▸ **EXCERPTED RECORDS**:
:::::

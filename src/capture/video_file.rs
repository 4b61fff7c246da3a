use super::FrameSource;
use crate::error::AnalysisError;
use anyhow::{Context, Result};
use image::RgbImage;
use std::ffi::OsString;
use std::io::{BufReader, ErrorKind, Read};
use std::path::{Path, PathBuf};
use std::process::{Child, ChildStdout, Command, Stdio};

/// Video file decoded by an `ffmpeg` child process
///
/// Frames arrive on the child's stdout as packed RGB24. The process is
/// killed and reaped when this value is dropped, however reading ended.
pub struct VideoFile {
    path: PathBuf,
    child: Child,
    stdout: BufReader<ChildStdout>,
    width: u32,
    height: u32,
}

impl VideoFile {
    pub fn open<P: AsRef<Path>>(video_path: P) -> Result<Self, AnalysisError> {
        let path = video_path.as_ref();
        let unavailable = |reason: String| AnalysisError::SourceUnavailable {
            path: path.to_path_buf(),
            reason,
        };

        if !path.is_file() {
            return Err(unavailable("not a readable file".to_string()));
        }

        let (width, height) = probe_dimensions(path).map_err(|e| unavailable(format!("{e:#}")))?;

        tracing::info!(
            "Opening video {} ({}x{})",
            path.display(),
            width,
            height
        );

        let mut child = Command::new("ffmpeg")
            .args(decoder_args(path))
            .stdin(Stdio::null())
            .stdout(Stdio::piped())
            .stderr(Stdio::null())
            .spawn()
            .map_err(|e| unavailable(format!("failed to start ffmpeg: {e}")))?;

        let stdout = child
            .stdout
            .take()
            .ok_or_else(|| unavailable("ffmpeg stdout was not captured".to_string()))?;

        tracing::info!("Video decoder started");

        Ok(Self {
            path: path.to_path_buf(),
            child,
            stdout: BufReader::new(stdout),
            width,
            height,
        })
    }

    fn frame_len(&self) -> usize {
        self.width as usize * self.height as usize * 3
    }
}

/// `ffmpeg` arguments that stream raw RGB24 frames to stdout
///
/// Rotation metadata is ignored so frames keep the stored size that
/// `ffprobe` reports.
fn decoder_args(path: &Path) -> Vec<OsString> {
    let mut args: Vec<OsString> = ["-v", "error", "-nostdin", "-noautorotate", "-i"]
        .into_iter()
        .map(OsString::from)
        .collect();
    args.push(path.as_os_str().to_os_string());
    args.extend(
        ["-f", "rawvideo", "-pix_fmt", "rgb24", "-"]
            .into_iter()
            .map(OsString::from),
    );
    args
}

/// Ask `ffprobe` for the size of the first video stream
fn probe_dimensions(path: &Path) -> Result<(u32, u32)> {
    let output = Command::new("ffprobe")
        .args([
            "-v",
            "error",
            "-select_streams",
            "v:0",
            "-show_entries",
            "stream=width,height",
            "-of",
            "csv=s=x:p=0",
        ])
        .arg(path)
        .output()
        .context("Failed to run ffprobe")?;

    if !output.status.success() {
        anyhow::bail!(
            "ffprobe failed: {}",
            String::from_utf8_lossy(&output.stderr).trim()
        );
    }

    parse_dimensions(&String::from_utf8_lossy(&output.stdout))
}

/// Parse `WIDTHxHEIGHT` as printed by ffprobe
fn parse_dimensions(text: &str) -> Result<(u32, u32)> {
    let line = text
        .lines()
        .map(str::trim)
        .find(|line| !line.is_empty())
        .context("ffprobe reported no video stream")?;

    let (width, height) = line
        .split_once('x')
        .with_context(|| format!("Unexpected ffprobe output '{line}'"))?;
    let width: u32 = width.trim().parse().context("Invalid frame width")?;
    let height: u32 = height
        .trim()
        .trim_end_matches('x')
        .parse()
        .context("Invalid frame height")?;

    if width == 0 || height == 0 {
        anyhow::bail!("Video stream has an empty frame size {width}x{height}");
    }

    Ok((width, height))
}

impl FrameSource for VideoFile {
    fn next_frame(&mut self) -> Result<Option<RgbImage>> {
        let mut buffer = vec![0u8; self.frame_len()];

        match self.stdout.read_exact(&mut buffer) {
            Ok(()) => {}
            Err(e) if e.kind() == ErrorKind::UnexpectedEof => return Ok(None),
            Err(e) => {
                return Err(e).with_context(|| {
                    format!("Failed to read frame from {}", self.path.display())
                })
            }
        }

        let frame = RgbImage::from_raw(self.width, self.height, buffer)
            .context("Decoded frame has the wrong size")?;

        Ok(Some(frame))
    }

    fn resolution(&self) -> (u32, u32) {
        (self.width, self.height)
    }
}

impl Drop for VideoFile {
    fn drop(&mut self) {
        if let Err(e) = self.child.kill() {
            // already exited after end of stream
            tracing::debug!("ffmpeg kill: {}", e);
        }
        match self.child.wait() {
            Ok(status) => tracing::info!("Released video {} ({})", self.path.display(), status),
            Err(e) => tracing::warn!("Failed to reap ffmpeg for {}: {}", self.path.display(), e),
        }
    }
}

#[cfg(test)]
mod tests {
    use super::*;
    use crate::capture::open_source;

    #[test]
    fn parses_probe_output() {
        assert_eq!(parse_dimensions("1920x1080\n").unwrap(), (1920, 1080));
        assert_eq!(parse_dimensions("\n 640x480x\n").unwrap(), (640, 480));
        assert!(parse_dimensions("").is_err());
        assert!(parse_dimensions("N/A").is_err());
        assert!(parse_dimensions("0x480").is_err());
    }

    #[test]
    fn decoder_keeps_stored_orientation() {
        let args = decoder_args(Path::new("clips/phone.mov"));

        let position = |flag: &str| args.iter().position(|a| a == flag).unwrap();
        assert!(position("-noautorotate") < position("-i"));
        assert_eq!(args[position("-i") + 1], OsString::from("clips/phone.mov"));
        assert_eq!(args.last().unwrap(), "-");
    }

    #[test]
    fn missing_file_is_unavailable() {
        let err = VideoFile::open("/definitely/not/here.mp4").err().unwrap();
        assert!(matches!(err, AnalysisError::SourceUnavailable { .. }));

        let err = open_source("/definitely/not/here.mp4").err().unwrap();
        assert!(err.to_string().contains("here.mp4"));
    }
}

:::::

Copy out the full listing above. Keep every word as it is.

filename src/capture/video_file.rs
repository 4b61fff7c246da3a
use super::FrameSource;
use crate::error::AnalysisError;
use anyhow::{Context, Result};
use image::RgbImage;
use std::ffi::OsString;
use std::io::{BufReader, ErrorKind, Read};
use std::path::{Path, PathBuf};
use std::process::{Child, ChildStdout, Command, Stdio};

/// Video file decoded by an `ffmpeg` child process
///
/// Frames arrive on the child's stdout as packed RGB24. The process is
/// killed and reaped when this value is dropped, however reading ended.
pub struct VideoFile {
    path: PathBuf,
    child: Child,
    stdout: BufReader<ChildStdout>,
    width: u32,
    height: u32,
}

impl VideoFile {
    pub fn open<P: AsRef<Path>>(video_path: P) -> Result<Self, AnalysisError> {
        let path = video_path.as_ref();
        let unavailable = |reason: String| AnalysisError::SourceUnavailable {
            path: path.to_path_buf(),
            reason,
        };

        if !path.is_file() {
            return Err(unavailable("not a readable file".to_string()));
        }

        let (width, height) = probe_dimensions(path).map_err(|e| unavailable(format!("{e:#}")))?;

        tracing::info!(
            "Opening video {} ({}x{})",
            path.display(),
            width,
            height
        );

        let mut child = Command::new("ffmpeg")
            .args(decoder_args(path))
            .stdin(Stdio::null())
            .stdout(Stdio::piped())
            .stderr(Stdio::null())
            .spawn()
            .map_err(|e| unavailable(format!("failed to start ffmpeg: {e}")))?;

        let stdout = child
            .stdout
            .take()
            .ok_or_else(|| unavailable("ffmpeg stdout was not captured".to_string()))?;

        tracing::info!("Video decoder started");

        Ok(Self {
            path: path.to_path_buf(),
            child,
            stdout: BufReader::new(stdout),
            width,
            height,
        })
    }

    fn frame_len(&self) -> usize {
        self.width as usize * self.height as usize * 3
    }
}

/// `ffmpeg` arguments that stream raw RGB24 frames to stdout
///
/// Rotation metadata is ignored so frames keep the stored size that
/// `ffprobe` reports.
fn decoder_args(path: &Path) -> Vec<OsString> {
    let mut args: Vec<OsString> = ["-v", "error", "-nostdin", "-noautorotate", "-i"]
        .into_iter()
        .map(OsString::from)
        .collect();
    args.push(path.as_os_str().to_os_string());
    args.extend(
        ["-f", "rawvideo", "-pix_fmt", "rgb24", "-"]
            .into_iter()
            .map(OsString::from),
    );
    args
}

/// Ask `ffprobe` for the size of the first video stream
fn probe_dimensions(path: &Path) -> Result<(u32, u32)> {
    let output = Command::new("ffprobe")
        .args([
            "-v",
            "error",
            "-select_streams",
            "v:0",
            "-show_entries",
            "stream=width,height",
            "-of",
            "csv=s=x:p=0",
        ])
        .arg(path)
        .output()
        .context("Failed to run ffprobe")?;

    if !output.status.success() {
        anyhow::bail!(
            "ffprobe failed: {}",
            String::from_utf8_lossy(&output.stderr).trim()
        );
    }

    parse_dimensions(&String::from_utf8_lossy(&output.stdout))
}

/// Parse `WIDTHxHEIGHT` as printed by ffprobe
fn parse_dimensions(text: &str) -> Result<(u32, u32)> {
    let line = text
        .lines()
        .map(str::trim)
        .find(|line| !line.is_empty())
        .context("ffprobe reported no video stream")?;

    let (width, height) = line
        .split_once('x')
        .with_context(|| format!("Unexpected ffprobe output '{line}'"))?;
    let width: u32 = width.trim().parse().context("Invalid frame width")?;
    let height: u32 = height
        .trim()
        .trim_end_matches('x')
        .parse()
        .context("Invalid frame height")?;

    if width == 0 || height == 0 {
        anyhow::bail!("Video stream has an empty frame size {width}x{height}");
    }

    Ok((width, height))
}

impl FrameSource for VideoFile {
    fn next_frame(&mut self) -> Result<Option<RgbImage>> {
        let mut buffer = vec![0u8; self.frame_len()];

        match self.stdout.read_exact(&mut buffer) {
            Ok(()) => {}
            Err(e) if e.kind() == ErrorKind::UnexpectedEof => return Ok(None),
            Err(e) => {
                return Err(e).with_context(|| {
                    format!("Failed to read frame from {}", self.path.display())
                })
            }
        }

        let frame = RgbImage::from_raw(self.width, self.height, buffer)
            .context("Decoded frame has the wrong size")?;

        Ok(Some(frame))
    }

    fn resolution(&self) -> (u32, u32) {
        (self.width, self.height)
    }
}

impl Drop for VideoFile {
    fn drop(&mut self) {
        if let Err(e) = self.child.kill() {
            // already exited after end of stream
            tracing::debug!("ffmpeg kill: {}", e);
        }
        match self.child.wait() {
            Ok(status) => tracing::info!("Released video {} ({})", self.path.display(), status),
            Err(e) => tracing::warn!("Failed to reap ffmpeg for {}: {}", self.path.display(), e),
        }
    }
}

#[cfg(test)]
mod tests {
    use super::*;
    use crate::capture::open_source;

    #[test]
    fn parses_probe_output() {
        assert_eq!(parse_dimensions("1920x1080\n").unwrap(), (1920, 1080));
        assert_eq!(parse_dimensions("\n 640x480x\n").unwrap(), (640, 480));
        assert!(parse_dimensions("").is_err());
        assert!(parse_dimensions("N/A").is_err());
        assert!(parse_dimensions("0x480").is_err());
    }

    #[test]
    fn decoder_keeps_stored_orientation() {
        let args = decoder_args(Path::new("clips/phone.mov"));

        let position = |flag: &str| args.iter().position(|a| a == flag).unwrap();
        assert!(position("-noautorotate") < position("-i"));
        assert_eq!(args[position("-i") + 1], OsString::from("clips/phone.mov"));
        assert_eq!(args.last().unwrap(), "-");
    }

    #[test]
    fn missing_file_is_unavailable() {
        let err = VideoFile::open("/definitely/not/here.mp4").err().unwrap();
        assert!(matches!(err, AnalysisError::SourceUnavailable { .. }));

        let err = open_source("/definitely/not/here.mp4").err().unwrap();
        assert!(err.to_string().contains("here.mp4"));
    }
}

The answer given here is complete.